Нейтрофилы, выявляемые в области опухолей, можно поляризовать в направлении опухоль-ингибирующего (N1) или опухоль-стимулирующего (N2) фенотипа аналогично динамическим состояниям анти- и проопухолевых макрофагов (M1 и M2). О фенотипе и функциональной роли нейтрофилов костного мозга – особенно в опухолях головного мозга – известно не так много. По результатам нашей работы видно, что нейтрофилы костного мозга, взятые у мышей с глиомами (eNΦs) преимущественно пребывают в незрелом состоянии по сравнению с нейтрофилами костного мозга, изолированными у здоровых мышей (nNΦs). Функциональные свойства и релевантность незрелых нейтрофилов в контексте онкологических заболеваний недостаточно изучены.

В представленной работе мы продемонстрировали, что eNΦs костного мозга являются перепрограммированными и обладают проопухолевым функциональным свойством, поддерживаемым их проангиогенным и иммуносупрессивным воздействием. Несмотря на то, что в анализах in vivo (анализ Уинна) и in vitro у nNΦs костного мозга обнаружились цитотоксические и антионкогенные характеристики, у eNΦs костного мозга обнаружился противоположный эффект, указывающий на то, что переключение фенотипа происходит еще до достижения клетками опухоли и ее микросреды. Эти результаты указывают на системную регуляцию иммунных клеток глиобластомой до их рекрутмента и мобилизации к области опухоли. В то время как взаимодействие между иммунными и раковыми клетками в области опухоли активно исследовалось, системные иммунные изменения в отдаленных микросредах и их воздействие на рост опухоли все еще недостаточно изучены. Доказательства перекрестного взаимодействия между опухолями легких и костями представлены в очень наглядном исследовании, демонстрирующем активацию остеобластов и последующую индукцию проонкогенных нейтрофилов.

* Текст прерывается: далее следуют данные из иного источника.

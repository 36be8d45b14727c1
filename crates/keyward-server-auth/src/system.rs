// Copyright (c) 2025 Geoffrey Huntley <ghuntley@ghuntley.com>. All rights reserved.
// SPDX-License-Identifier: Proprietary

//! Host lease defaults and TTL bound computation.

use std::time::Duration;

/// Lease limits provided by the host.
pub trait SystemView: Send + Sync {
	fn default_lease_ttl(&self) -> Duration;
	fn max_lease_ttl(&self) -> Duration;
}

#[derive(Debug, Clone, Copy)]
pub struct StaticSystemView {
	pub default_lease_ttl: Duration,
	pub max_lease_ttl: Duration,
}

impl StaticSystemView {
	pub fn new(default_lease_ttl: Duration, max_lease_ttl: Duration) -> Self {
		Self {
			default_lease_ttl,
			max_lease_ttl,
		}
	}
}

impl Default for StaticSystemView {
	fn default() -> Self {
		Self::new(Duration::from_secs(768 * 3600), Duration::from_secs(768 * 3600))
	}
}

impl SystemView for StaticSystemView {
	fn default_lease_ttl(&self) -> Duration {
		self.default_lease_ttl
	}

	fn max_lease_ttl(&self) -> Duration {
		self.max_lease_ttl
	}
}

/// Token lifetime bound and replay-retention bound for an accepted login.
///
/// `shortest_max` caps the issued token; `longest_max` sets how long the
/// whitelist entry is retained so replay detection outlives any token.
#[derive(Debug, Clone, Copy, PartialEq, Eq)]
pub struct TtlBounds {
	pub shortest_max: Duration,
	pub longest_max: Duration,
}

impl TtlBounds {
	/// Zero role or tag values defer to the host maximum.
	pub fn compute(host_max: Duration, role_max: Duration, tag_max: Option<Duration>) -> Self {
		let tag_max = tag_max.unwrap_or(Duration::ZERO);
		let shortest_max = [role_max, tag_max]
			.into_iter()
			.filter(|d| !d.is_zero())
			.fold(host_max, Duration::min);
		let longest_max = host_max.max(role_max).max(tag_max);
		Self {
			shortest_max,
			longest_max,
		}
	}

	/// The TTL to issue: the role TTL when set, never above `shortest_max`.
	pub fn token_ttl(&self, role_ttl: Duration) -> Duration {
		if role_ttl.is_zero() {
			self.shortest_max
		} else {
			role_ttl.min(self.shortest_max)
		}
	}
}

#[cfg(test)]
mod tests {
	use super::*;

	const H: u64 = 3600;

	fn secs(s: u64) -> Duration {
		Duration::from_secs(s)
	}

	#[test]
	fn zero_values_defer_to_host() {
		let bounds = TtlBounds::compute(secs(10 * H), Duration::ZERO, None);
		assert_eq!(bounds.shortest_max, secs(10 * H));
		assert_eq!(bounds.longest_max, secs(10 * H));
	}

	#[test]
	fn shortest_and_longest_diverge() {
		let bounds = TtlBounds::compute(secs(10 * H), secs(2 * H), Some(secs(20 * H)));
		assert_eq!(bounds.shortest_max, secs(2 * H));
		assert_eq!(bounds.longest_max, secs(20 * H));
	}

	#[test]
	fn token_ttl_never_exceeds_shortest() {
		let bounds = TtlBounds::compute(secs(H), secs(200), Some(secs(100)));
		assert_eq!(bounds.token_ttl(Duration::ZERO), secs(100));
		assert_eq!(bounds.token_ttl(secs(50)), secs(50));
		assert_eq!(bounds.token_ttl(secs(5000)), secs(100));
	}

	mod proptests {
		use super::*;
		use proptest::prelude::*;

		proptest! {
			#[test]
			fn issued_ttl_within_bounds(host in 1u64..100_000, role in 0u64..100_000, tag in 0u64..100_000, role_ttl in 0u64..100_000) {
				let bounds = TtlBounds::compute(secs(host), secs(role), Some(secs(tag)));
				let ttl = bounds.token_ttl(secs(role_ttl));
				prop_assert!(ttl <= secs(host));
				if role > 0 { prop_assert!(ttl <= secs(role)); }
				if tag > 0 { prop_assert!(ttl <= secs(tag)); }
				prop_assert!(bounds.longest_max >= ttl);
			}
		}
	}
}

При раке молочной железы выработка опухолью Г-КСФ индуцирует активацию миелоидной дифференциации в костном мозге, которая, в свою очередь, приводит к генерации иммуносупрессивных нейтрофилов. Недавно эксперты продемонстрировали системные иммунные изменения в нескольких разных моделях рака, и из всех популяций иммунных клеток именно уровни нейтрофилов стабильно повышались по мере развития рака. Наши результаты соответствуют приведенным наблюдениям и обосновывают системное иммунное ремоделирование нейтрофилов при глиобластоме несмотря на ее нахождение в головном мозге. Эксперты все еще изучают то, как клетки опухоли мозга организуют мобилизацию, рекрутмент и поляризацию нейтрофилов. Результаты изучения других опухолей указывают на то, что молекулы, контролирующие выброс нейтрофилов из костного мозга, апрегулируются в опухолевых клетках и опухоль-ассоциированных клетках в микросреде либо системно.

Наши результаты свидетельствуют о том, что сигналы, поступающие от раковых клеток, включая CXCL1, CXCL2 и Г-КСФ, играют важную роль в мобилизации и выбросе нейтрофилов из костного мозга. Это относится даже к нейтрофилам в незрелом состоянии. На данном этапе можно только предположить, что в дополнение к этим факторам опухолевые клетки регулируют экспрессию (либо обеспечивают блокаду) других молекул, отвечающих за удержание нейтрофилов в костном мозге. Наши данные, полученные ex vivo, указывают на разные функциональные свойства незрелых eNΦs и зрелых nNΦs костного мозга, что свидетельствует о раннем начале поляризации нейтрофилов во время гранулопоэза в костном мозге. Пока неизвестно, предопределена ли судьба этих отчетливо разных популяций. Возможно, по достижении опухоли происходит дальнейшая поляризация. Раскрытие механизмов системной иммунной дисфункции, включая перепрограммирование нейтрофилов, поможет не только прогнозировать прогрессирование опухолей, но и лучше прогнозировать результаты иммунотерапии.